Il marchio VDE-EMC esprime la conformità di un prodotto con le norme applicabili relative alla compatibilità elettromagnetica dei prodotti. Questo marchio tuttavia segnala anche l'affidabilità di funzionamento del prodotto nell'ambiente elettromagnetico. Infatti i requisiti necessari per l'assegnazione del marchio includono automaticamente e senza limitazioni il rispetto delle norme relative.
 
Marchio ENEC del VDE
Per prodotti conformi a procedimenti di certificazione armonizzati.

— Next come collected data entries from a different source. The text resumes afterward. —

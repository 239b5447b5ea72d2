/// Entry reader for directories and archive file helpers.
pub mod fs;
/// Entry reader and saver for ZIP archives.
pub mod zip;

use bytes::Bytes;

/// Trait for reading entries one by one.
pub trait EntryReader {
    /// A type of a read entry.
    type RE<'a>: ReadEntry where Self: 'a;
    /// Reads the next entry. Returns `None` if there are no more entries.
    fn read_next(&mut self) -> Option<Self::RE<'_>>;
    /// Returns the count of all entries.
    fn read_len(&self) -> usize;

    /// Collects names of all remaining file entries (directories are skipped).
    fn file_names(&mut self) -> Vec<Box<str>> where Self: Sized {
        let mut v = Vec::with_capacity(self.read_len());
        while let Some(re) = self.read_next() {
            if let (Some(false), name) = re.meta() {
                v.push(name);
            }
        }
        v
    }
}

/// A single entry that can be inspected and read.
pub trait ReadEntry {
    /// Returns a pair of "is a directory" (`None` if unknown) and an entry name.
    fn meta(&self) -> (Option<bool>, Box<str>);
    /// Reads the whole entry content.
    ///
    /// # Errors
    ///
    /// Returns an error if reading fails.
    fn data(self) -> crate::Result_<Bytes>;
}

/// An entry to be saved.
pub enum SavingEntry<'a> {
    /// A directory marker.
    Directory,
    /// A file with its content.
    File(&'a [u8]),
}

/// Trait for saving entries. Entry names are unique: saving a name that is already present does nothing.
pub trait EntrySaver {
    /// Saves an entry. Returns `false` if an entry with the same name was already saved.
    ///
    /// # Errors
    ///
    /// Returns an error if writing fails.
    fn save(&mut self, name: &str, entry: SavingEntry) -> crate::Result_<bool>;
}
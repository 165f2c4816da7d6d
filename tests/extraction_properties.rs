//! Property tests for the extractor's structural guarantees.
//!
//! The extractor promises a well-formed `TripIntent` for *any* input, so
//! these properties run against both arbitrary text and generated trip-like
//! sentences.

use proptest::prelude::*;

use wayfarer::TripIntentExtractor;

fn city_name() -> impl Strategy<Value = String> {
    prop_oneof![
        Just("London".to_string()),
        Just("Paris".to_string()),
        Just("Tokyo".to_string()),
        Just("Buenos Aires".to_string()),
        Just("Reykjavik".to_string()),
        Just("Oslo".to_string()),
    ]
}

fn trip_sentence() -> impl Strategy<Value = String> {
    prop_oneof![
        (1u32..30, city_name()).prop_map(|(n, city)| format!("{n} days in {city}")),
        (1u32..4, city_name()).prop_map(|(n, city)| format!("{n} weeks in {city}")),
        city_name().prop_map(|city| format!("weekend in {city}")),
        (city_name(), 1u32..10).prop_map(|(city, n)| format!("visit {city} for {n} nights")),
        (1u32..21, city_name(), city_name())
            .prop_map(|(n, a, b)| format!("{n} days across {a}, {b}")),
        city_name().prop_map(|city| format!("fly to {city}")),
    ]
}

proptest! {
    #[test]
    fn total_duration_is_never_zero(text in ".{0,300}") {
        let intent = TripIntentExtractor::new().extract(&text);
        prop_assert!(intent.total_duration_days >= 1);
    }

    #[test]
    fn orders_are_contiguous_from_one(text in ".{0,300}") {
        let intent = TripIntentExtractor::new().extract(&text);
        for (idx, destination) in intent.destinations.iter().enumerate() {
            prop_assert_eq!(destination.order as usize, idx + 1);
        }
    }

    #[test]
    fn extraction_is_idempotent(text in ".{0,300}") {
        let extractor = TripIntentExtractor::new();
        prop_assert_eq!(extractor.extract(&text), extractor.extract(&text));
    }

    #[test]
    fn every_destination_has_at_least_one_day(text in trip_sentence()) {
        let intent = TripIntentExtractor::new().extract(&text);
        for destination in &intent.destinations {
            prop_assert!(destination.duration_days >= 1);
        }
    }

    #[test]
    fn total_equals_sum_when_destinations_exist(text in trip_sentence()) {
        let intent = TripIntentExtractor::new().extract(&text);
        prop_assume!(!intent.destinations.is_empty());

        let sum: u32 = intent.destinations.iter().map(|d| d.duration_days).sum();
        prop_assert_eq!(intent.total_duration_days, sum);
    }

    #[test]
    fn destination_names_are_unique_case_insensitively(text in trip_sentence()) {
        let intent = TripIntentExtractor::new().extract(&text);
        let mut seen: Vec<String> = Vec::new();
        for destination in &intent.destinations {
            let lowered = destination.name.to_lowercase();
            prop_assert!(!seen.contains(&lowered), "duplicate destination {}", destination.name);
            seen.push(lowered);
        }
    }

    #[test]
    fn generated_trip_sentences_yield_a_destination(text in trip_sentence()) {
        let intent = TripIntentExtractor::new().extract(&text);
        prop_assert!(!intent.destinations.is_empty(), "no destination in {text:?}");
    }
}
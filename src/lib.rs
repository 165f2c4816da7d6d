//! Wayfarer - Trip Intent Extraction
//!
//! This crate turns a free-text travel request ("Plan 3 weeks in Japan from
//! Los Angeles. Visit Tokyo, Kyoto, and Osaka.") into a structured
//! [`TripIntent`]: origin, an ordered list of destinations with resolved
//! stay lengths, a return city, and a total duration.
//!
//! Extraction is a pure, synchronous, in-memory transform. It never fails:
//! unrecognizable input yields an empty destination list and defaulted
//! durations, and callers decide whether to ask the user for clarification.

pub mod config;
pub mod domain;

pub use config::AppConfig;
pub use domain::intent::{Destination, TripIntent, TripIntentExtractor};
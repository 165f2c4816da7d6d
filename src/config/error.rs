//! Configuration error types

use thiserror::Error;

/// Errors that can occur during configuration loading
#[derive(Debug, Error)]
pub enum ConfigError {
    #[error("Configuration loading failed: {0}")]
    LoadError(#[from] config::ConfigError),

    #[error("Validation failed: {0}")]
    ValidationFailed(#[from] ValidationError),
}

/// Errors that can occur during configuration validation
#[derive(Debug, Error)]
pub enum ValidationError {
    #[error("Extractor max_input_chars must be greater than zero")]
    InvalidMaxInputChars,

    #[error("Extractor max_input_chars exceeds maximum allowed (1000000)")]
    MaxInputCharsTooLarge,
}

La base della prova è costituita dalle norme europee elencate nell'Accordo ENEC. Possono essere contrassegnati con il marchio ENEC del VDE i prodotti sottoposti a prove su queste basi (prodotti che sono attualmente: lampade, componenti per lampade, lampadine a basso consumo energetico, apparecchi per la tecnica informatica, trasformatori, interruttori, apparecchi elettrici di regolazione e comando, morsetti, dispositivi d'innesto, alcuni tipi di condensatori ed elementi contro i radiodisturbi) Non occorre il permesso di altra entità partecipante al procedimento di certificazione europeo.
 
Marchio cavi VDE
Il marchio cavi VDE è applicabile a cavi, linee di conduzione e tubi e canaline d'installazione.
 
Marchio CE
Il produttore documenta e dichiara sotto la propria responsabilità che il prodotto contrassegnato è conforme ai requisiti basilari delle direttive dell'UE. Questa etichetta non rappresenta un marchio di prova di sicurezza e qualità, ma è rivolto agli enti ispettivi del mercato.
 
Marchio F
Segnala che le lampade possono essere montate su superfici normalmente infiammabili.